■ Exercise aim: Determine the count of lines containing "ReportCreate" in the entries below and return only that figure.

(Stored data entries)
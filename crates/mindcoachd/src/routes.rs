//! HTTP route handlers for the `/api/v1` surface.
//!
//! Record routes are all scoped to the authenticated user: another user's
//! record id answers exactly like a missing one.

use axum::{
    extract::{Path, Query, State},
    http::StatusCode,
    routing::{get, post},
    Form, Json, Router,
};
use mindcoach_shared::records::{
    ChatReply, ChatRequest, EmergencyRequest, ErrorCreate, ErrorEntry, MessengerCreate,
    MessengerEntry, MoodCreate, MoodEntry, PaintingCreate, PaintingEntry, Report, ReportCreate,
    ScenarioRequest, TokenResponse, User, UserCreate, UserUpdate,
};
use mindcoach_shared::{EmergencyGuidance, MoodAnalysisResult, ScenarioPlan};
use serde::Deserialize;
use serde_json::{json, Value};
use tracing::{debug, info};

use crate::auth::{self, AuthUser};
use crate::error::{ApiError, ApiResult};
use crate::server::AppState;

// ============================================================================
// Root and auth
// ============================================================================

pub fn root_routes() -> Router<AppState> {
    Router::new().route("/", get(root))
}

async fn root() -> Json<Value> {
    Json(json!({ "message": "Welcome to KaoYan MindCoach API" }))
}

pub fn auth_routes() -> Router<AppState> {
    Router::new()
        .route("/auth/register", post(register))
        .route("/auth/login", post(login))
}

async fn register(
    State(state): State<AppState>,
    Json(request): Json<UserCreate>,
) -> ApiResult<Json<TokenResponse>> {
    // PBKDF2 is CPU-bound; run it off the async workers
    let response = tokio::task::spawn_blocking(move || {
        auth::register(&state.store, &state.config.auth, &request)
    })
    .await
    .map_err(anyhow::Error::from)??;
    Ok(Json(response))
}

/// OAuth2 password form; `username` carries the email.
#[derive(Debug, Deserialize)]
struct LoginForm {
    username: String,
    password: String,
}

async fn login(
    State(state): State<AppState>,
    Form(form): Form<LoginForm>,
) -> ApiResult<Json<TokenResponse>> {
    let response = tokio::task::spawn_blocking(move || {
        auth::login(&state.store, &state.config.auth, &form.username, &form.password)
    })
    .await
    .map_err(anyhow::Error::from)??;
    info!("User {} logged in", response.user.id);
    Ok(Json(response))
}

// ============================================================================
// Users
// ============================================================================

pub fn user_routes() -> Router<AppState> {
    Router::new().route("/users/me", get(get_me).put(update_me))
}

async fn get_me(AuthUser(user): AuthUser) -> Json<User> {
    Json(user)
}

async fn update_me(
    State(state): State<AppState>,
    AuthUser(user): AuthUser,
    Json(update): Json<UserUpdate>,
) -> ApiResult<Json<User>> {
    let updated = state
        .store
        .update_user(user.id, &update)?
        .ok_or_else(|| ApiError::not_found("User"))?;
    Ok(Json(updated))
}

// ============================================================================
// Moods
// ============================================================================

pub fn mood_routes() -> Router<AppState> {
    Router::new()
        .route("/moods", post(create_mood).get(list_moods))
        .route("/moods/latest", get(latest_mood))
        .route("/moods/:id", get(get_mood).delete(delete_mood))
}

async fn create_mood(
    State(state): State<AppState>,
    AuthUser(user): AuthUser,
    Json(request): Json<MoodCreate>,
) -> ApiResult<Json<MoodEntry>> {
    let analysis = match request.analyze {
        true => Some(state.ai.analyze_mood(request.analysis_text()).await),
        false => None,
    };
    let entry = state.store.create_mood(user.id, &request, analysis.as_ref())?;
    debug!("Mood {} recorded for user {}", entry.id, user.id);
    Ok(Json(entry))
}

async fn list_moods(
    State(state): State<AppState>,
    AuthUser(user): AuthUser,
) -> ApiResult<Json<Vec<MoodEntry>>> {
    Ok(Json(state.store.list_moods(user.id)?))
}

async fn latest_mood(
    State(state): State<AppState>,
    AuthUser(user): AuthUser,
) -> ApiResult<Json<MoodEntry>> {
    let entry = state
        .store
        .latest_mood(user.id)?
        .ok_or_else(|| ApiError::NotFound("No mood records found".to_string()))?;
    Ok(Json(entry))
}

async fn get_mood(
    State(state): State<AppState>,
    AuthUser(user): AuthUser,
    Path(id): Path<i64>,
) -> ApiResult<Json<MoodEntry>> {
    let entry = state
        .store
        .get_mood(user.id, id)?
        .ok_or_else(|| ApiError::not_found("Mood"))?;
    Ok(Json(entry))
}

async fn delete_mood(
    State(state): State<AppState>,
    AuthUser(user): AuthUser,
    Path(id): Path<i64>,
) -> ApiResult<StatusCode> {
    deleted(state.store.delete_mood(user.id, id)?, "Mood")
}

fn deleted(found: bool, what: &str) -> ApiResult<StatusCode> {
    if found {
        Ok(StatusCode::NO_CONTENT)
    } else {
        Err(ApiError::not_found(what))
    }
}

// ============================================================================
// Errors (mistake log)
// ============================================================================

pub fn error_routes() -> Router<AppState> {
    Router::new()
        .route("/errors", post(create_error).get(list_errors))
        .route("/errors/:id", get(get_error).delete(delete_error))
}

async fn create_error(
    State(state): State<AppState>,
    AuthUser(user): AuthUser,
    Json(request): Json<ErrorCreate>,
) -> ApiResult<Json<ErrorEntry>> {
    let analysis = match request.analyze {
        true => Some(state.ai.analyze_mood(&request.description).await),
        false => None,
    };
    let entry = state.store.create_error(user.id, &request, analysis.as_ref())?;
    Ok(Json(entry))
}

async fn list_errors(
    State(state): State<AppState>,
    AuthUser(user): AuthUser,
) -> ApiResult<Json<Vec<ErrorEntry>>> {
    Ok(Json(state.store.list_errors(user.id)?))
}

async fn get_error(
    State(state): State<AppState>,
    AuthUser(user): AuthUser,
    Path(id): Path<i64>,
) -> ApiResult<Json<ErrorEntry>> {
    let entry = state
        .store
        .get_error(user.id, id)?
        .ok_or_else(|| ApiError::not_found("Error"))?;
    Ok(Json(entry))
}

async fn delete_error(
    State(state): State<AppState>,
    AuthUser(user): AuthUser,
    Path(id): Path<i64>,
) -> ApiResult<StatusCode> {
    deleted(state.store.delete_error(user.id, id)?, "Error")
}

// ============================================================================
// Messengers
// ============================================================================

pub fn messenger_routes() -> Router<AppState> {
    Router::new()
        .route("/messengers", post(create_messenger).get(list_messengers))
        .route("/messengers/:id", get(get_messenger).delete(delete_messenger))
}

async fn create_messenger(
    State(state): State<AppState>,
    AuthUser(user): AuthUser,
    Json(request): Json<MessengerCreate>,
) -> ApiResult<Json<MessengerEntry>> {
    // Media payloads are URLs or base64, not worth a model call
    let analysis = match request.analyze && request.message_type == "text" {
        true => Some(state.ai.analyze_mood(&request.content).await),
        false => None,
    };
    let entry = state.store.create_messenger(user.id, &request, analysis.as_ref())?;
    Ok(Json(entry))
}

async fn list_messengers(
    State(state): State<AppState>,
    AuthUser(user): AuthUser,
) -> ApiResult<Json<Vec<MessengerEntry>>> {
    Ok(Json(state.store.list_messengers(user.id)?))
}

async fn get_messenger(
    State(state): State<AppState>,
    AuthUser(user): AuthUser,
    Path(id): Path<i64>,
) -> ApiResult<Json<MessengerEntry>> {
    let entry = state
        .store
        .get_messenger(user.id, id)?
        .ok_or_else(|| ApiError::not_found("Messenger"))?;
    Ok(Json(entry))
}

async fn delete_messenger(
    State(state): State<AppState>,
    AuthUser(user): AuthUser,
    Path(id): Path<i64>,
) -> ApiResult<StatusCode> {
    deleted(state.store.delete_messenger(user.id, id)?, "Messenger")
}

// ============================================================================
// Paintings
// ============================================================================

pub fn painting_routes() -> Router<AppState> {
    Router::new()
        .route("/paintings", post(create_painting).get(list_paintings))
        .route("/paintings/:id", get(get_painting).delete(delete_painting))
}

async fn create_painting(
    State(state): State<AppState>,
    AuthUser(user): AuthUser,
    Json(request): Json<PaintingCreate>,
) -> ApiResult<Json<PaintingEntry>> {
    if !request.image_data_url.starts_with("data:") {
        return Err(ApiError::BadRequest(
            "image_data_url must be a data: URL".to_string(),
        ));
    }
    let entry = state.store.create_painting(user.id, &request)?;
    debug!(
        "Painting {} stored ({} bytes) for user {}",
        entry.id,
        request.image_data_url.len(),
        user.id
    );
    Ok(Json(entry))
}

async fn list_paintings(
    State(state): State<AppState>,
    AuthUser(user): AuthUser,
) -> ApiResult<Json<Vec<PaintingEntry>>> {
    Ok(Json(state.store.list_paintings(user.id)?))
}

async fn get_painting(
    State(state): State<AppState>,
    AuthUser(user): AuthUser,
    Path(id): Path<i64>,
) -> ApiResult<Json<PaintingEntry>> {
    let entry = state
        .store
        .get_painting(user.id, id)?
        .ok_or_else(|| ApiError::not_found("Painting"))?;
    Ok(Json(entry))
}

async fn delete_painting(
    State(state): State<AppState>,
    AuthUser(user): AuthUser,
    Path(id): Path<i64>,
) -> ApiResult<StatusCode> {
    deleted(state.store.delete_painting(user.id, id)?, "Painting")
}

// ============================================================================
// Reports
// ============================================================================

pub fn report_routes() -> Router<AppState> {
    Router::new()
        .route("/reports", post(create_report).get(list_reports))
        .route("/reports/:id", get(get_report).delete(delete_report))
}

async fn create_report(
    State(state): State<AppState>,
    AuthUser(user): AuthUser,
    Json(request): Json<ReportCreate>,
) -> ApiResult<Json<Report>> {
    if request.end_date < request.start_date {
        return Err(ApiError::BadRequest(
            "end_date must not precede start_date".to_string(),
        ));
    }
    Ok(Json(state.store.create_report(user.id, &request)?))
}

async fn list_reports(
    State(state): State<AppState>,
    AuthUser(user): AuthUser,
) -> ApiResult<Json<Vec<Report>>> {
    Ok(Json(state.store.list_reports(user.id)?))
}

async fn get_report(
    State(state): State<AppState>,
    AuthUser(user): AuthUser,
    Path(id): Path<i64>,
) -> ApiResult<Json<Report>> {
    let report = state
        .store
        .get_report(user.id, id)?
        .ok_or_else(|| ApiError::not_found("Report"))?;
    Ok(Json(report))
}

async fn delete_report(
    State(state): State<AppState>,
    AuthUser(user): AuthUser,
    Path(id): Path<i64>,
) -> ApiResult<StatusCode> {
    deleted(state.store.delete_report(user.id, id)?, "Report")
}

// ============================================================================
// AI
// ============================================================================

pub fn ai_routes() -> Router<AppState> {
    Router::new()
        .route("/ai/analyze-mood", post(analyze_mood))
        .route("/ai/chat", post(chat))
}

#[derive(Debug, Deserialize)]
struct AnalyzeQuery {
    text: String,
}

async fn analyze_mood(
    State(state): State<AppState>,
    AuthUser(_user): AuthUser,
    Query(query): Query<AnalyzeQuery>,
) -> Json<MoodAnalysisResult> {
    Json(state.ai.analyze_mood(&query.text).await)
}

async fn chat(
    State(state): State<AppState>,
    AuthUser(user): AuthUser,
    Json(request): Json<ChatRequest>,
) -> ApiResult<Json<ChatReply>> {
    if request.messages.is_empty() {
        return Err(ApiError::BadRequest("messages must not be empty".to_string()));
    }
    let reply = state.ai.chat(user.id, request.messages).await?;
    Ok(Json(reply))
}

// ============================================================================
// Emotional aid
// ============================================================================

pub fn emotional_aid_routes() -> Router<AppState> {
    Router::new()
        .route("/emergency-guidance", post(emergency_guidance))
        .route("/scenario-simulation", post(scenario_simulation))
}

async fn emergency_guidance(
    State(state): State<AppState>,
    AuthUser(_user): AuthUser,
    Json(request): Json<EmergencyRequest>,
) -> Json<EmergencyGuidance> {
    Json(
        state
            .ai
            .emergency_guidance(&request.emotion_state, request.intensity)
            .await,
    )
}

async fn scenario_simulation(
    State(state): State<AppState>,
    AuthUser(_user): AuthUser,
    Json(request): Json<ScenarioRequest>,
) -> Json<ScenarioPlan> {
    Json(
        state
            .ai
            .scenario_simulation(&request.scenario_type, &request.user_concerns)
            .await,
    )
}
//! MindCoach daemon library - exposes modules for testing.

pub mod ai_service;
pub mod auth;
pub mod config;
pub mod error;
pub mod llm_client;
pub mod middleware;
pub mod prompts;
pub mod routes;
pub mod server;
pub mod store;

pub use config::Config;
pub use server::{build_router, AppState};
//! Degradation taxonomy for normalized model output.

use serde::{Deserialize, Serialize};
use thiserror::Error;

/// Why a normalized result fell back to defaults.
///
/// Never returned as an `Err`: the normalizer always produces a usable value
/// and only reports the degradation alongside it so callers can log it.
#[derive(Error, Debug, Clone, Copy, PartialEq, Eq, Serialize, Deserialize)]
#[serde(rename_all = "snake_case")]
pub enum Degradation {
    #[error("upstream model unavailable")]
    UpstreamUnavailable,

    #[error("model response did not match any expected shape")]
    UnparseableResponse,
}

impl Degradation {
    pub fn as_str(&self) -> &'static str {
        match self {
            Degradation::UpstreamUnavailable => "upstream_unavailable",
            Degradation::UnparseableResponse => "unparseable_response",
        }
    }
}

■ Solution to this problem: 2